Incomes in practices serving the most deprived communities are relatively low compared to other deprived areas. It is probable that GPs working in the most deprived areas work fewer sessions in an effort to control workload and stress [17]. We were not able to adjust the results for the number of sessions or list size. Data are not available on non-GMS practice income which would provide useful counterbalance and enable an estimate of the value of GMS patients of over-70-year olds in affluent areas.

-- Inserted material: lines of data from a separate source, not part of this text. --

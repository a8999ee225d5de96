//! The dataurl module embeds file and certificate contents in Ignition documents as RFC 2397
//! `data:` URLs.

use crate::error::{self, Result};
use base64::engine::general_purpose::STANDARD;
use base64::Engine;
use percent_encoding::percent_decode_str;
use snafu::{OptionExt, ResultExt};

const SCHEME: &str = "data:";
const BASE64_MARKER: &str = ";base64";

// RFC 2397 section 2: the media type an empty header stands for.
const DEFAULT_MEDIA_TYPE: &str = "text/plain;charset=US-ASCII";

// Only the leading bytes of the content are inspected when guessing its media type.
const SNIFF_LEN: usize = 512;

const TEXT_MEDIA_TYPE: &str = "text/plain;charset=utf-8";
const BINARY_MEDIA_TYPE: &str = "application/octet-stream";

/// Magic prefixes checked, in order, before falling back to the text/binary heuristic.
const SIGNATURES: &[(&[u8], &str)] = &[
    (b"\xfe\xff", "text/plain;charset=utf-16be"),
    (b"\xff\xfe", "text/plain;charset=utf-16le"),
    (b"\xef\xbb\xbf", TEXT_MEDIA_TYPE),
    (b"%PDF-", "application/pdf"),
    (b"\x1f\x8b\x08", "application/x-gzip"),
    (b"PK\x03\x04", "application/zip"),
    (b"\x89PNG\x0d\x0a\x1a\x0a", "image/png"),
];

/// A decoded `data:` URL.
#[derive(Debug, Clone, PartialEq, Eq)]
pub struct DataUrl {
    pub media_type: String,
    pub data: Vec<u8>,
}

/// Encodes arbitrary bytes, including an empty slice, as a base64 `data:` URL labelled with the
/// media type detected from the content.
pub fn encode(data: &[u8]) -> String {
    format!(
        "{}{}{},{}",
        SCHEME,
        media_type(data),
        BASE64_MARKER,
        STANDARD.encode(data)
    )
}

/// Guesses the media type of `data` from its leading bytes.
pub fn media_type(data: &[u8]) -> &'static str {
    let head = &data[..data.len().min(SNIFF_LEN)];
    if let Some((_, media_type)) = SIGNATURES
        .iter()
        .find(|(magic, _)| head.starts_with(magic))
    {
        return *media_type;
    }

    if head.iter().copied().any(is_binary) {
        BINARY_MEDIA_TYPE
    } else {
        TEXT_MEDIA_TYPE
    }
}

// Control bytes that don't show up in text files.
fn is_binary(byte: u8) -> bool {
    matches!(byte, 0x00..=0x08 | 0x0b | 0x0e..=0x1a | 0x1c..=0x1f)
}

/// Parses a `data:` URL, accepting both base64 and percent-encoded payloads.
pub fn decode(url: &str) -> Result<DataUrl> {
    let rest = url.strip_prefix(SCHEME).context(error::DataUrlSchemeSnafu)?;
    let (header, payload) = rest
        .split_once(',')
        .context(error::DataUrlSeparatorSnafu)?;

    let (media_type, data) = match header.strip_suffix(BASE64_MARKER) {
        Some(media_type) => (
            media_type,
            STANDARD
                .decode(payload)
                .context(error::DataUrlBase64Snafu)?,
        ),
        None => (header, percent_decode_str(payload).collect()),
    };

    let media_type = if media_type.is_empty() {
        DEFAULT_MEDIA_TYPE.to_string()
    } else {
        media_type.to_string()
    };

    Ok(DataUrl { media_type, data })
}
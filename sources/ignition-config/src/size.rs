//! The size module bounds rendered documents that travel through instance user data, which
//! metadata services such as OpenStack Nova cap at 64KB after base64 encoding.

use crate::document::Document;
use crate::error::{self, Result};
use crate::schema::Schema;
use base64::engine::general_purpose::STANDARD;
use base64::Engine;
use snafu::ensure;

/// The largest base64-encoded document accepted as instance user data.
pub const MAX_USER_DATA_SIZE: usize = 65535;

/// Fails if `data` exceeds `limit` bytes once base64-encoded.
pub fn ensure_within_limit(data: &[u8], limit: usize) -> Result<()> {
    check_encoded_size(STANDARD.encode(data).len(), limit)
}

fn check_encoded_size(size: usize, limit: usize) -> Result<()> {
    trace!("Rendered config is {} bytes base64-encoded, limit {}", size, limit);
    ensure!(size <= limit, error::DocumentTooLargeSnafu { size, limit });
    Ok(())
}

impl<S: Schema> Document<S> {
    /// Serializes the document to JSON, failing if the result exceeds `limit` bytes once
    /// base64-encoded. Nothing is truncated; callers shrink their inputs instead.
    pub fn to_bounded_json(&self, limit: usize) -> Result<String> {
        let json = self.to_json()?;
        ensure_within_limit(json.as_bytes(), limit)?;
        Ok(json)
    }
}

#[cfg(test)]
mod test {
    use super::*;
    use crate::file::file_from_bytes;
    use crate::schema::V2;

    #[test]
    fn limit_boundary() {
        assert!(check_encoded_size(MAX_USER_DATA_SIZE, MAX_USER_DATA_SIZE).is_ok());
        assert!(matches!(
            check_encoded_size(MAX_USER_DATA_SIZE + 1, MAX_USER_DATA_SIZE),
            Err(crate::Error::DocumentTooLarge {
                size: 65536,
                limit: 65535
            })
        ));
    }

    #[test]
    fn encoded_length_is_measured() {
        // 49149 raw bytes encode to 65532 base64 bytes, 49150 to 65536
        assert!(ensure_within_limit(&vec![b'a'; 49149], MAX_USER_DATA_SIZE).is_ok());
        assert!(ensure_within_limit(&vec![b'a'; 49150], MAX_USER_DATA_SIZE).is_err());
        assert!(ensure_within_limit(b"", 0).is_ok());
    }

    #[test]
    fn bounded_document() {
        let mut document = Document::<V2>::minimal();
        assert!(document.to_bounded_json(MAX_USER_DATA_SIZE).is_ok());

        document.merge_file(file_from_bytes("/etc/big", "root", 0o644, &vec![b'a'; 60000]));
        let before = document.clone();
        let err = document.to_bounded_json(MAX_USER_DATA_SIZE).unwrap_err();
        assert!(err.to_string().contains("CA certificate bundle"));
        assert_eq!(document, before);
    }
}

Although GP utilisation increases with age, the disparity in both capitation fee and eligibility criteria between those under and over 70 years of age is introducing inequity into the health care system. In a fixed-budget health system with limited resources, if care cannot be provided for all, then it must surely be directed to those most in need. But, by providing free GP care to those of over-70-year olds largely irrespective of the level of personal wealth, the state directs resources away from those most in need and provides a valuable income to GPs located in the least deprived areas. A small nondeprived but elderly catchment can be as valuable as a larger deprived catchment with a younger population. The combination of higher workloads and stress associated with practice in a deprived catchment and the differential capitation payments may act to encourage GPs to locate in less deprived areas. We have shown that despite the near universal cover for over-70-year olds, GMS incomes are highest in deprived areas although they are lower in the most deprived areas. It is encouraging to observe that GPs continue to locate in deprived areas. However, in the absence of universal free GP care, resources should not be channelled away from those who cannot afford to pay towards those who can.

Conflict of Interests

T. O’Dowd is a GP with a GMS contract.


The authors wish to thank the reviewers for their insightful remarks and the suggestion to use a hierarchical model for the analysis. They also wish to thank Dr. Fergus O’Kelly for his useful comments.